Madrid festeja este jueves cómo, hace 216 años, sus orgullosos y feroces villanos se enfrentaron con cuchillos y tijeras a los implacables mamelucos, que eran mercenarios egipcios a sueldo del invasor francés, rubricando con sangre la génesis de la Guerra de la Independencia. Según se contaba, durante el levantamiento del Dos de Mayo, inmortalizado por Goya en un óleo que algún monaguillo woke podría considerar racista, Manuela Malasaña, amazona del Foro, Wonder Woman decimonónica y popular, perdió la vida a los diecisiete tacos mientras preparaba los cartuchos que su padre, Juan Malasaña Pérez, utilizaba contra los asaltantes del Cuartel de Monteleón. Según el Diccionario Biográfico de la Real Academia de la Historia, en realidad, la joven murió un día después, asesinada en plena calle por una de las patrullas del gobernador Murat que recorrían la ciudad desarmando a los vecinos.

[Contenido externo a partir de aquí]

/// Combine two sibling spans/chunks into one, concatenating bodies with a
/// blank line and unioning tags. The merged span's id is content-addressed
/// over the combined byte range, same as any other span.
#[cfg(feature = "treesitter")]
fn merge_chunked_spans(file_id: i64, path: &str, lang: &str, a: ChunkedSpan, b: ChunkedSpan) -> ChunkedSpan {
    let byte_start = a.span.byte_start.min(b.span.byte_start);
    let byte_end = a.span.byte_end.max(b.span.byte_end);
    let body = format!("{}\n\n{}", a.chunk.body, b.chunk.body);
    let span_id = span_id_for(path, byte_start, byte_end, &body);
    let name = format!("{}+{}", a.span.name, b.span.name);

    let mut tags = a.chunk.tags;
    tags.extend(b.chunk.tags);
    tags.sort();
    tags.dedup();

    let span = Span {
        id: span_id.clone(),
        file_id,
        name,
        kind: a.span.kind,
        parent_span_id: a.span.parent_span_id,
        signature: a.span.signature,
        byte_start,
        byte_end,
        line_start: a.span.line_start.min(b.span.line_start),
        line_end: a.span.line_end.max(b.span.line_end),
    };
    let chunk = Chunk {
        id: span_id.clone(),
        file_id,
        path: path.to_string(),
        span_id: Some(span_id),
        body,
        lang: lang.to_string(),
        tags,
        priority: a.chunk.priority,
        byte_start,
        byte_end,
        encoding_lossy: a.chunk.encoding_lossy || b.chunk.encoding_lossy,
        is_continuation: false,
    };
    ChunkedSpan { span, chunk }
}

#[cfg(feature = "treesitter")]
fn span_kind_for(kind: SymbolKind) -> SpanKind {
    match kind {
        SymbolKind::Function => SpanKind::Function,
        SymbolKind::Method => SpanKind::Method,
        SymbolKind::Class | SymbolKind::Struct | SymbolKind::Interface => SpanKind::Class,
        SymbolKind::Enum => SpanKind::Enum,
        SymbolKind::Trait | SymbolKind::Impl => SpanKind::Extension,
        SymbolKind::TypeAlias => SpanKind::Field,
        SymbolKind::Constant => SpanKind::Field,
    }
}

/// Split an oversized declaration into a primary chunk (signature + opening
/// lines up to the budget) and one or more continuation chunks covering the
/// remainder, each tagged `is_continuation` and carrying the primary span's
/// id as `span_id` so the assembler can reunite them on promotion.
fn split_oversized(
    file_id: i64,
    path: &str,
    lang: &str,
    priority: PriorityClass,
    tags: &[String],
    span: &Span,
    body: &str,
) -> Vec<ChunkedSpan> {
    let mut out = Vec::new();
    let bytes = body.as_bytes();
    let mut offset = 0usize;
    let mut first = true;

    while offset < bytes.len() {
        let remaining = bytes.len() - offset;
        let take = remaining.min(MAX_CHUNK_CHARS);
        let mut end = offset + take;
        // Don't split mid-codepoint.
        while end < bytes.len() && !body.is_char_boundary(end) {
            end -= 1;
        }
        let piece = &body[offset..end];
        let byte_start = span.byte_start + offset;
        let byte_end = span.byte_start + end;
        let chunk_id = span_id_for(path, byte_start, byte_end, piece);

        out.push(ChunkedSpan {
            span: Span {
                id: if first { span.id.clone() } else { chunk_id.clone() },
                file_id,
                name: span.name.clone(),
                kind: span.kind,
                parent_span_id: span.parent_span_id.clone(),
                signature: if first { span.signature.clone() } else { None },
                byte_start,
                byte_end,
                line_start: span.line_start,
                line_end: span.line_end,
            },
            chunk: Chunk {
                id: chunk_id,
                file_id,
                path: path.to_string(),
                span_id: Some(span.id.clone()),
                body: piece.to_string(),
                lang: lang.to_string(),
                tags: tags.to_vec(),
                priority,
                byte_start,
                byte_end,
                encoding_lossy: false,
                is_continuation: !first,
            },
        });

        offset = end;
        first = false;
    }

    out
}

// ---------------------------------------------------------------------------
// Line-window fallback (unsupported languages / parse failure)
// ---------------------------------------------------------------------------

fn chunk_by_line_windows(
    file_id: i64,
    path: &str,
    content: &str,
    lang: &str,
    priority: PriorityClass,
    path_tags: &[String],
) -> Vec<ChunkedSpan> {
    let lines: Vec<&str> = content.lines().collect();
    if lines.is_empty() {
        return Vec::new();
    }

    let line_offsets = build_line_offsets(content);
    let mut out = Vec::new();
    let stride = FALLBACK_WINDOW_LINES - FALLBACK_OVERLAP_LINES;
    let mut start_line = 1usize;

    while start_line <= lines.len() {
        let end_line = (start_line + FALLBACK_WINDOW_LINES - 1).min(lines.len());
        let byte_start = line_offsets.line_start_byte(start_line);
        let byte_end = line_offsets.line_end_byte(end_line, content.len());
        let body = safe_slice(content, byte_start, byte_end);
        let span_id = span_id_for(path, byte_start, byte_end, &body);

        let span = Span {
            id: span_id.clone(),
            file_id,
            name: format!("{path}:{start_line}-{end_line}"),
            kind: SpanKind::Module,
            parent_span_id: None,
            signature: None,
            byte_start,
            byte_end,
            line_start: start_line,
            line_end: end_line,
        };

        let chunk = Chunk {
            id: span_id.clone(),
            file_id,
            path: path.to_string(),
            span_id: Some(span_id.clone()),
            body,
            lang: lang.to_string(),
            tags: path_tags.to_vec(),
            priority,
            byte_start,
            byte_end,
            encoding_lossy: false,
            is_continuation: false,
        };
        out.push(ChunkedSpan { span, chunk });

        if end_line == lines.len() {
            break;
        }
        start_line += stride;
    }

    out
}

// ---------------------------------------------------------------------------
// Helpers
// ---------------------------------------------------------------------------

struct LineOffsets {
    /// Byte offset of the start of each 1-based line; `starts[0]` is unused.
    starts: Vec<usize>,
}

impl LineOffsets {
    fn line_start_byte(&self, line: usize) -> usize {
        self.starts.get(line).copied().unwrap_or_else(|| *self.starts.last().unwrap_or(&0))
    }

    fn line_end_byte(&self, line: usize, total_len: usize) -> usize {
        self.starts.get(line + 1).copied().unwrap_or(total_len)
    }
}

El director de Contenidos de Prisa Media, José Miguel Contreras, declaró el pasado viernes en Hoy por Hoy que ve “más peligro de independentismo en la Comunidad de Madrid que en Cataluña”. Desconozco si hay divisiones de escamots ayusistas en Móstoles, Parla o en El Escorial; en la Villa y Corte, en aquella ciudad “de más de un millón de cadáveres (según las últimas estadísticas)” (Dámaso Alonso) que, con el tiempo, se desmelenó, modernizó, europeizó y acabó transformada en una city de franquicias y en un escaparate para instagramers, yo, al menos, todavía no los he visto. Soy de los que piensan que la vieja cuna del requiebro y del chotis, en cuyos garitos ahora reinan Rosalía y reggaetoneros con disartria, es la metrópoli más abierta del mundo, una Babilonia castellano-manchega, mestiza y universal, una corte de los milagros libérrima, imprevisible y terriblemente divertida, donde sólo algunos pijos como sacados de Ana y los siete nos miran mal a los que no somos de su clase –cosa que, por otra parte, sucede en todo el mundo–. ¿Nacionalismo madrileño? Regardez la gilipolluá, que diría el genial Tip.
El sueño de la ayusofobia produce tonterías a cascoporro. Me resulta ridículo recordar que en Madrid no se tira lejía para “desinfectar” la calle si un político que no es de la cuerda da un mitin, ni se espía a los niños en los colegios, ni se margina en base a una identidad, etcétera. “Maqueto” y “charnego” son conceptos que carecen de sentido en la capital del Reino de España, que acoge y atrapa sin distinción de raza, sexo, religión y derivados. Llevo diecisiete años viviendo en este País de las Maravillas y suscribo el verso de aquel himno ochentero de Sabina: “Aquí he vivido, aquí quiero quedarme”. Madrid me ha dado todo lo que no me había dado previamente mi familia, incluida alguna hostia –no conviene caer en el bucolismo: Madrid también puede ser una hija de puta de mucho cuidado–. Soy el que soy, en buena parte, gracias a este zoco heterogéneo y efervescente que me ha forjado, pulido, enseñado, besado, escupido y escrito. Madrid, Lola Flores que ni canta ni baila pero que no hay que perderse, no tendrá la belleza de París, la elegancia de Florencia, el encanto de Praga ni la tranquilidad de Alcafrán, pero. Y en ese pero cabe todo un universo. El maestro Raúl del Pozo, rey de la noche castiza e inventor de Costa Fleming, dice que salir de ella “es un error”. Nihil obstat. Y feliz Dos de Mayo.